A coalition of various groups of concerned citizens met with Mitchell J. Silver, commissioner of the New York City Department of Parks and Recreation on Tuesday last week to talk about the city’s use of glyphosates.

The groups demanded the city end the use of Monsanto’s Roundup and make a full public disclosure of areas where the herbicide is sprayed. Based on information in the Pesticide Use by New York City Agencies in 2014, NYC applied glyphosate 2,748 times in 2014.

The report stated: “In comparison to reporting amounts in 2013, there was a 16% increase in herbicide use by volume reversing a declining trend.
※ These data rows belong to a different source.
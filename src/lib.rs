pub mod clock;
pub mod config;
pub mod config_validator;
pub mod counter_store;
pub mod currency;
pub mod error;
pub mod fetcher;
pub mod handlers;
pub mod health;
pub mod identity;
pub mod middleware;
pub mod rate_limiter;
pub mod redis;
pub mod response;
pub mod response_cache;
pub mod server;
pub mod upstream;
pub mod validation;

pub use config::Config;
pub use error::{ApiError, FetchError};
pub use rate_limiter::RateLimiter;
pub use server::{build_state, create_app};
use crate::currency::Currency;
use crate::error::ApiError;
use regex::Regex;
use serde::Deserialize;
use std::sync::LazyLock;
use validator::{Validate, ValidationError, ValidationErrors};

pub const MAX_COIN_ID_LEN: u64 = 50;

static COIN_ID_PATTERN: LazyLock<Regex> =
    LazyLock::new(|| Regex::new(r"^[a-z0-9-]+$").expect("coin id pattern is valid"));

/// Raw query string of the market endpoint.
#[derive(Debug, Default, Clone, Deserialize, Validate)]
pub struct MarketQuery {
    #[validate(custom(function = "validate_currency"))]
    pub currency: Option<String>,

    #[serde(rename = "coinId")]
    #[validate(
        length(min = 1, max = 50, message = "Invalid coinId"),
        regex(path = *COIN_ID_PATTERN, message = "Invalid coinId")
    )]
    pub coin_id: Option<String>,

    #[serde(rename = "topMarketCaps")]
    pub top_market_caps: Option<String>,
}

/// A validated market query, resolved to the one operation it asks for.
#[derive(Debug, Clone, PartialEq, Eq)]
pub enum MarketRequest {
    Leaderboard { currency: Currency },
    Chart { currency: Currency, coin_id: String },
    CoinList { currency: Currency },
}

impl MarketRequest {
    pub fn currency(&self) -> Currency {
        match self {
            MarketRequest::Leaderboard { currency }
            | MarketRequest::Chart { currency, .. }
            | MarketRequest::CoinList { currency } => *currency,
        }
    }
}

fn validate_currency(value: &str) -> Result<(), ValidationError> {
    value
        .parse::<Currency>()
        .map(|_| ())
        .map_err(|_| ValidationError::new("currency").with_message("Invalid currency".into()))
}

fn is_truthy(flag: &str) -> bool {
    let flag = flag.trim();
    !(flag.is_empty() || flag == "0" || flag.eq_ignore_ascii_case("false"))
}

fn first_message(errors: &ValidationErrors) -> String {
    let mut fields: Vec<_> = errors.field_errors().into_iter().collect();
    fields.sort_by(|a, b| a.0.cmp(&b.0));
    fields
        .into_iter()
        .flat_map(|(_, errs)| errs.iter())
        .find_map(|e| e.message.as_ref().map(|m| m.to_string()))
        .unwrap_or_else(|| "Invalid query parameters".to_string())
}

impl MarketQuery {
    /// Check the allow-lists and pick the operation: leaderboard beats coin
    /// id, coin id beats the default coin list.
    pub fn into_request(self) -> Result<MarketRequest, ApiError> {
        self.validate()
            .map_err(|e| ApiError::InvalidRequest(first_message(&e)))?;

        let currency = match self.currency.as_deref() {
            Some(code) => code
                .parse()
                .map_err(|_| ApiError::InvalidRequest("Invalid currency".to_string()))?,
            None => Currency::default(),
        };

        if self.top_market_caps.as_deref().is_some_and(is_truthy) {
            return Ok(MarketRequest::Leaderboard { currency });
        }

        match self.coin_id {
            Some(coin_id) => Ok(MarketRequest::Chart { currency, coin_id }),
            None => Ok(MarketRequest::CoinList { currency }),
        }
    }
}
use crate::rate_limiter::Decision;
use axum::http::HeaderValue;
use axum::response::Response;
use serde::Serialize;

pub const RATE_LIMIT_LIMIT: &str = "x-ratelimit-limit";
pub const RATE_LIMIT_REMAINING: &str = "x-ratelimit-remaining";

/// Advertise the client's quota on an admitted response.
pub fn with_rate_limit_headers(mut response: Response, decision: &Decision) -> Response {
    let headers = response.headers_mut();
    headers.insert(RATE_LIMIT_LIMIT, HeaderValue::from(decision.limit));
    headers.insert(RATE_LIMIT_REMAINING, HeaderValue::from(decision.remaining()));
    response
}

#[derive(Debug, Serialize)]
pub struct LoggedResponse {
    pub status: &'static str,
}

impl LoggedResponse {
    pub fn logged() -> Self {
        Self { status: "logged" }
    }
}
Much of the change was due to a 9% increase in glyphosate products used.” The report also revealed that the four glyphosates used included Roundup Promax, Roundup Ultra Herbicide, Accord XRT II, and Glypro.


NYC Health

However, according to information obtained through the Freedom of Information Act, the city revealed only 2,000 locations where the chemical was used. But for areas like Central Park and other areas managed by non-profit conservancy groups, information about the application of Roundup has not been forthcoming.

The meeting with the Parks and Recreation Department came at almost the same time that the Food and Drug Administration (FDA) announced the agency would begin testing of certain foods for glyphosate residues, according to Eater.

FDA spokesperson Lauren Sucher told Civil Eats the agency is going ahead and will be testing soybeans, corn, milk, and eggs, “among other potential foods” in Fiscal Year 2016. Monsanto is, of course, not very happy about the agency’s latest move.

According to the FDA, the move to testing for glyphosate residues is in response to a growing public concern over the safety of the herbicide, but it also comes after the U.S Government Accountability Office (GAO) rebuked the agency for not doing assessments on glyphosate residues in foods and keeping that little mistake from the public.

Glyphosate use in the United States has a long and troubling history. Thirty years ago, the Environmental Protection Agency declared glyphosates “probably” causes cancer in people, based on mouse studies. Then, six years later it reversed itself, giving Roundup the “all-clear.”

Then after the World Health organization declared glyphosate was a probable cause of cancer in people in March 2015, Monsanto fought back, saying they had an “agenda” and was “cherry picking” the data. The latest controversy brewing, including the demand that NYC stop using Roundup and the FDA’s announcement about testing some foods for glyphosate residues shows just how contentious the situation has become.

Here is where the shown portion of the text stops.